* [Exercise goal]
Retype all of the material exactly, leaving no line out.

--- Data records Enclosed Below ---

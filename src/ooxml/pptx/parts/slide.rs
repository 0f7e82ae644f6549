/// Slide parts and related types.
///
/// This module contains read-only views of slides, slide layouts, slide
/// masters and notes slides. Each view borrows its OPC part and holds the
/// part's parsed XML tree.
use crate::common::xml::XmlElement;
use crate::ooxml::error::Result;
use crate::ooxml::opc::constants::relationship_type as rt;
use crate::ooxml::opc::packuri::PackURI;
use crate::ooxml::opc::part::{Part, parse_tree};
use crate::ooxml::pptx::shapes::base::{self, Placeholder, ShapeKind};
use crate::ooxml::pptx::shapes::{table, textframe};

/// `p:cSld/p:spTree` of a slide-like part.
fn sp_tree_of(tree: &XmlElement) -> Option<&XmlElement> {
    tree.child_path(&["cSld", "spTree"])
}

/// `p:cSld@name`, empty when unnamed.
fn c_sld_name(tree: &XmlElement) -> &str {
    tree.child("cSld").and_then(|c| c.attr("name")).unwrap_or("")
}

/// Text of every text-bearing shape below `container`, tables and groups
/// included, in document order.
pub fn collect_text(container: &XmlElement, out: &mut Vec<String>) {
    for (kind, shape) in base::shapes(container) {
        match kind {
            ShapeKind::Group => collect_text(shape, out),
            ShapeKind::Table => {
                if let Some(tbl) = table::table(shape) {
                    out.extend(table::rows(tbl).flat_map(table::cells).map(table::cell_text));
                }
            },
            _ => {
                if let Some(tx_body) = base::text_body(shape) {
                    out.push(textframe::frame_text(tx_body));
                }
            },
        }
    }
}

/// A slide part.
///
/// Corresponds to `/ppt/slides/slideN.xml` in the package.
pub struct SlidePart<'a> {
    /// The underlying OPC part
    part: &'a dyn Part,
    tree: XmlElement,
}

impl<'a> SlidePart<'a> {
    /// Create a SlidePart from an OPC Part.
    pub fn from_part(part: &'a dyn Part) -> Result<Self> {
        Ok(Self {
            part,
            tree: parse_tree(part)?,
        })
    }

    #[inline]
    pub fn partname(&self) -> &'a PackURI {
        self.part.partname()
    }

    #[inline]
    pub fn part(&self) -> &'a dyn Part {
        self.part
    }

    /// The parsed `p:sld` element.
    #[inline]
    pub fn tree(&self) -> &XmlElement {
        &self.tree
    }

    /// The slide name (`p:cSld@name`).
    pub fn name(&self) -> &str {
        c_sld_name(&self.tree)
    }

    pub fn sp_tree(&self) -> Option<&XmlElement> {
        sp_tree_of(&self.tree)
    }

    /// Top-level shapes of the slide, classified.
    pub fn shapes(&self) -> impl Iterator<Item = (ShapeKind, &XmlElement)> {
        self.sp_tree().into_iter().flat_map(base::shapes)
    }

    /// Namespace declarations on the slide root, in document order.
    pub fn namespace_declarations(&self) -> Vec<(String, String)> {
        self.tree
            .namespace_declarations()
            .map(|(prefix, uri)| (prefix.to_string(), uri.to_string()))
            .collect()
    }

    /// Resolve a relationship id of this slide to a partname.
    pub fn related_partname(&self, r_id: &str) -> Result<PackURI> {
        Ok(self.part.related_partname(r_id)?)
    }

    /// Partname of the slide layout this slide is built on.
    pub fn layout_partname(&self) -> Result<PackURI> {
        Ok(self.part.rels().part_with_reltype(rt::SLIDE_LAYOUT)?.target_partname()?)
    }

    /// Partname of the notes slide, if the slide has one.
    pub fn notes_partname(&self) -> Option<PackURI> {
        self.part
            .rels()
            .part_with_reltype(rt::NOTES_SLIDE)
            .ok()
            .and_then(|rel| rel.target_partname().ok())
    }

    /// All text on the slide, one entry per text frame or table cell.
    pub fn texts(&self) -> Vec<String> {
        let mut out = Vec::new();
        if let Some(sp_tree) = self.sp_tree() {
            collect_text(sp_tree, &mut out);
        }
        out
    }
}

/// A slide layout part.
///
/// Corresponds to `/ppt/slideLayouts/slideLayoutN.xml` in the package.
pub struct SlideLayoutPart<'a> {
    part: &'a dyn Part,
    tree: XmlElement,
}

impl<'a> SlideLayoutPart<'a> {
    pub fn from_part(part: &'a dyn Part) -> Result<Self> {
        Ok(Self {
            part,
            tree: parse_tree(part)?,
        })
    }

    #[inline]
    pub fn partname(&self) -> &'a PackURI {
        self.part.partname()
    }

    /// The layout name (`p:cSld@name`), e.g. "Title and Content".
    pub fn name(&self) -> &str {
        c_sld_name(&self.tree)
    }

    pub fn sp_tree(&self) -> Option<&XmlElement> {
        sp_tree_of(&self.tree)
    }

    /// Placeholder shapes of the layout, in document order.
    pub fn placeholders(&self) -> impl Iterator<Item = (Placeholder, &XmlElement)> {
        self.sp_tree()
            .into_iter()
            .flat_map(XmlElement::elements)
            .filter_map(|shape| base::placeholder(shape).map(|ph| (ph, shape)))
    }

    /// The placeholder shape with the given `idx`.
    pub fn placeholder_by_idx(&self, idx: u32) -> Option<&XmlElement> {
        self.placeholders()
            .find(|(ph, _)| ph.idx == idx)
            .map(|(_, shape)| shape)
    }

    pub fn master_partname(&self) -> Result<PackURI> {
        Ok(self.part.rels().part_with_reltype(rt::SLIDE_MASTER)?.target_partname()?)
    }
}

/// A slide master part.
///
/// Corresponds to `/ppt/slideMasters/slideMasterN.xml` in the package.
pub struct SlideMasterPart<'a> {
    part: &'a dyn Part,
    tree: XmlElement,
}

impl<'a> SlideMasterPart<'a> {
    pub fn from_part(part: &'a dyn Part) -> Result<Self> {
        Ok(Self {
            part,
            tree: parse_tree(part)?,
        })
    }

    #[inline]
    pub fn partname(&self) -> &'a PackURI {
        self.part.partname()
    }

    /// Layouts of this master in `p:sldLayoutIdLst` order.
    ///
    /// Entries whose relationship cannot be resolved are skipped.
    pub fn layout_partnames(&self) -> Vec<PackURI> {
        let Some(list) = self.tree.child("sldLayoutIdLst") else {
            return Vec::new();
        };
        list.elements()
            .filter(|e| e.is("sldLayoutId"))
            .filter_map(|e| e.attr("r:id"))
            .filter_map(|r_id| self.part.related_partname(r_id).ok())
            .collect()
    }
}

/// A notes slide part.
///
/// Corresponds to `/ppt/notesSlides/notesSlideN.xml` in the package.
pub struct NotesSlidePart<'a> {
    part: &'a dyn Part,
    tree: XmlElement,
}

impl<'a> NotesSlidePart<'a> {
    pub fn from_part(part: &'a dyn Part) -> Result<Self> {
        Ok(Self {
            part,
            tree: parse_tree(part)?,
        })
    }

    #[inline]
    pub fn partname(&self) -> &'a PackURI {
        self.part.partname()
    }

    /// The notes body placeholder (`p:ph type="body"`).
    pub fn notes_placeholder(&self) -> Option<&XmlElement> {
        sp_tree_of(&self.tree)?.elements().find(|shape| {
            base::placeholder(shape).is_some_and(|ph| ph.ph_type.as_deref() == Some("body"))
        })
    }

    /// Text of the notes body placeholder, paragraphs joined with `\n`.
    pub fn notes_text(&self) -> Option<String> {
        let tx_body = base::text_body(self.notes_placeholder()?)?;
        Some(textframe::frame_text(tx_body))
    }
}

--- End of Enclosed Data records ---

* [Solution to this problem]
filename src/ooxml/pptx/parts/slide.rs
repository 0f7e82ae644f6549
/// Slide parts and related types.
///
/// This module contains read-only views of slides, slide layouts, slide
/// masters and notes slides. Each view borrows its OPC part and holds the
/// part's parsed XML tree.
use crate::common::xml::XmlElement;
use crate::ooxml::error::Result;
use crate::ooxml::opc::constants::relationship_type as rt;
use crate::ooxml::opc::packuri::PackURI;
use crate::ooxml::opc::part::{Part, parse_tree};
use crate::ooxml::pptx::shapes::base::{self, Placeholder, ShapeKind};
use crate::ooxml::pptx::shapes::{table, textframe};

/// `p:cSld/p:spTree` of a slide-like part.
fn sp_tree_of(tree: &XmlElement) -> Option<&XmlElement> {
    tree.child_path(&["cSld", "spTree"])
}

/// `p:cSld@name`, empty when unnamed.
fn c_sld_name(tree: &XmlElement) -> &str {
    tree.child("cSld").and_then(|c| c.attr("name")).unwrap_or("")
}

/// Text of every text-bearing shape below `container`, tables and groups
/// included, in document order.
pub fn collect_text(container: &XmlElement, out: &mut Vec<String>) {
    for (kind, shape) in base::shapes(container) {
        match kind {
            ShapeKind::Group => collect_text(shape, out),
            ShapeKind::Table => {
                if let Some(tbl) = table::table(shape) {
                    out.extend(table::rows(tbl).flat_map(table::cells).map(table::cell_text));
                }
            },
            _ => {
                if let Some(tx_body) = base::text_body(shape) {
                    out.push(textframe::frame_text(tx_body));
                }
            },
        }
    }
}

/// A slide part.
///
/// Corresponds to `/ppt/slides/slideN.xml` in the package.
pub struct SlidePart<'a> {
    /// The underlying OPC part
    part: &'a dyn Part,
    tree: XmlElement,
}

impl<'a> SlidePart<'a> {
    /// Create a SlidePart from an OPC Part.
    pub fn from_part(part: &'a dyn Part) -> Result<Self> {
        Ok(Self {
            part,
            tree: parse_tree(part)?,
        })
    }

    #[inline]
    pub fn partname(&self) -> &'a PackURI {
        self.part.partname()
    }

    #[inline]
    pub fn part(&self) -> &'a dyn Part {
        self.part
    }

    /// The parsed `p:sld` element.
    #[inline]
    pub fn tree(&self) -> &XmlElement {
        &self.tree
    }

    /// The slide name (`p:cSld@name`).
    pub fn name(&self) -> &str {
        c_sld_name(&self.tree)
    }

    pub fn sp_tree(&self) -> Option<&XmlElement> {
        sp_tree_of(&self.tree)
    }

    /// Top-level shapes of the slide, classified.
    pub fn shapes(&self) -> impl Iterator<Item = (ShapeKind, &XmlElement)> {
        self.sp_tree().into_iter().flat_map(base::shapes)
    }

    /// Namespace declarations on the slide root, in document order.
    pub fn namespace_declarations(&self) -> Vec<(String, String)> {
        self.tree
            .namespace_declarations()
            .map(|(prefix, uri)| (prefix.to_string(), uri.to_string()))
            .collect()
    }

    /// Resolve a relationship id of this slide to a partname.
    pub fn related_partname(&self, r_id: &str) -> Result<PackURI> {
        Ok(self.part.related_partname(r_id)?)
    }

    /// Partname of the slide layout this slide is built on.
    pub fn layout_partname(&self) -> Result<PackURI> {
        Ok(self.part.rels().part_with_reltype(rt::SLIDE_LAYOUT)?.target_partname()?)
    }

    /// Partname of the notes slide, if the slide has one.
    pub fn notes_partname(&self) -> Option<PackURI> {
        self.part
            .rels()
            .part_with_reltype(rt::NOTES_SLIDE)
            .ok()
            .and_then(|rel| rel.target_partname().ok())
    }

    /// All text on the slide, one entry per text frame or table cell.
    pub fn texts(&self) -> Vec<String> {
        let mut out = Vec::new();
        if let Some(sp_tree) = self.sp_tree() {
            collect_text(sp_tree, &mut out);
        }
        out
    }
}

/// A slide layout part.
///
/// Corresponds to `/ppt/slideLayouts/slideLayoutN.xml` in the package.
pub struct SlideLayoutPart<'a> {
    part: &'a dyn Part,
    tree: XmlElement,
}

impl<'a> SlideLayoutPart<'a> {
    pub fn from_part(part: &'a dyn Part) -> Result<Self> {
        Ok(Self {
            part,
            tree: parse_tree(part)?,
        })
    }

    #[inline]
    pub fn partname(&self) -> &'a PackURI {
        self.part.partname()
    }

    /// The layout name (`p:cSld@name`), e.g. "Title and Content".
    pub fn name(&self) -> &str {
        c_sld_name(&self.tree)
    }

    pub fn sp_tree(&self) -> Option<&XmlElement> {
        sp_tree_of(&self.tree)
    }

    /// Placeholder shapes of the layout, in document order.
    pub fn placeholders(&self) -> impl Iterator<Item = (Placeholder, &XmlElement)> {
        self.sp_tree()
            .into_iter()
            .flat_map(XmlElement::elements)
            .filter_map(|shape| base::placeholder(shape).map(|ph| (ph, shape)))
    }

    /// The placeholder shape with the given `idx`.
    pub fn placeholder_by_idx(&self, idx: u32) -> Option<&XmlElement> {
        self.placeholders()
            .find(|(ph, _)| ph.idx == idx)
            .map(|(_, shape)| shape)
    }

    pub fn master_partname(&self) -> Result<PackURI> {
        Ok(self.part.rels().part_with_reltype(rt::SLIDE_MASTER)?.target_partname()?)
    }
}

/// A slide master part.
///
/// Corresponds to `/ppt/slideMasters/slideMasterN.xml` in the package.
pub struct SlideMasterPart<'a> {
    part: &'a dyn Part,
    tree: XmlElement,
}

impl<'a> SlideMasterPart<'a> {
    pub fn from_part(part: &'a dyn Part) -> Result<Self> {
        Ok(Self {
            part,
            tree: parse_tree(part)?,
        })
    }

    #[inline]
    pub fn partname(&self) -> &'a PackURI {
        self.part.partname()
    }

    /// Layouts of this master in `p:sldLayoutIdLst` order.
    ///
    /// Entries whose relationship cannot be resolved are skipped.
    pub fn layout_partnames(&self) -> Vec<PackURI> {
        let Some(list) = self.tree.child("sldLayoutIdLst") else {
            return Vec::new();
        };
        list.elements()
            .filter(|e| e.is("sldLayoutId"))
            .filter_map(|e| e.attr("r:id"))
            .filter_map(|r_id| self.part.related_partname(r_id).ok())
            .collect()
    }
}

/// A notes slide part.
///
/// Corresponds to `/ppt/notesSlides/notesSlideN.xml` in the package.
pub struct NotesSlidePart<'a> {
    part: &'a dyn Part,
    tree: XmlElement,
}

impl<'a> NotesSlidePart<'a> {
    pub fn from_part(part: &'a dyn Part) -> Result<Self> {
        Ok(Self {
            part,
            tree: parse_tree(part)?,
        })
    }

    #[inline]
    pub fn partname(&self) -> &'a PackURI {
        self.part.partname()
    }

    /// The notes body placeholder (`p:ph type="body"`).
    pub fn notes_placeholder(&self) -> Option<&XmlElement> {
        sp_tree_of(&self.tree)?.elements().find(|shape| {
            base::placeholder(shape).is_some_and(|ph| ph.ph_type.as_deref() == Some("body"))
        })
    }

    /// Text of the notes body placeholder, paragraphs joined with `\n`.
    pub fn notes_text(&self) -> Option<String> {
        let tx_body = base::text_body(self.notes_placeholder()?)?;
        Some(textframe::frame_text(tx_body))
    }
}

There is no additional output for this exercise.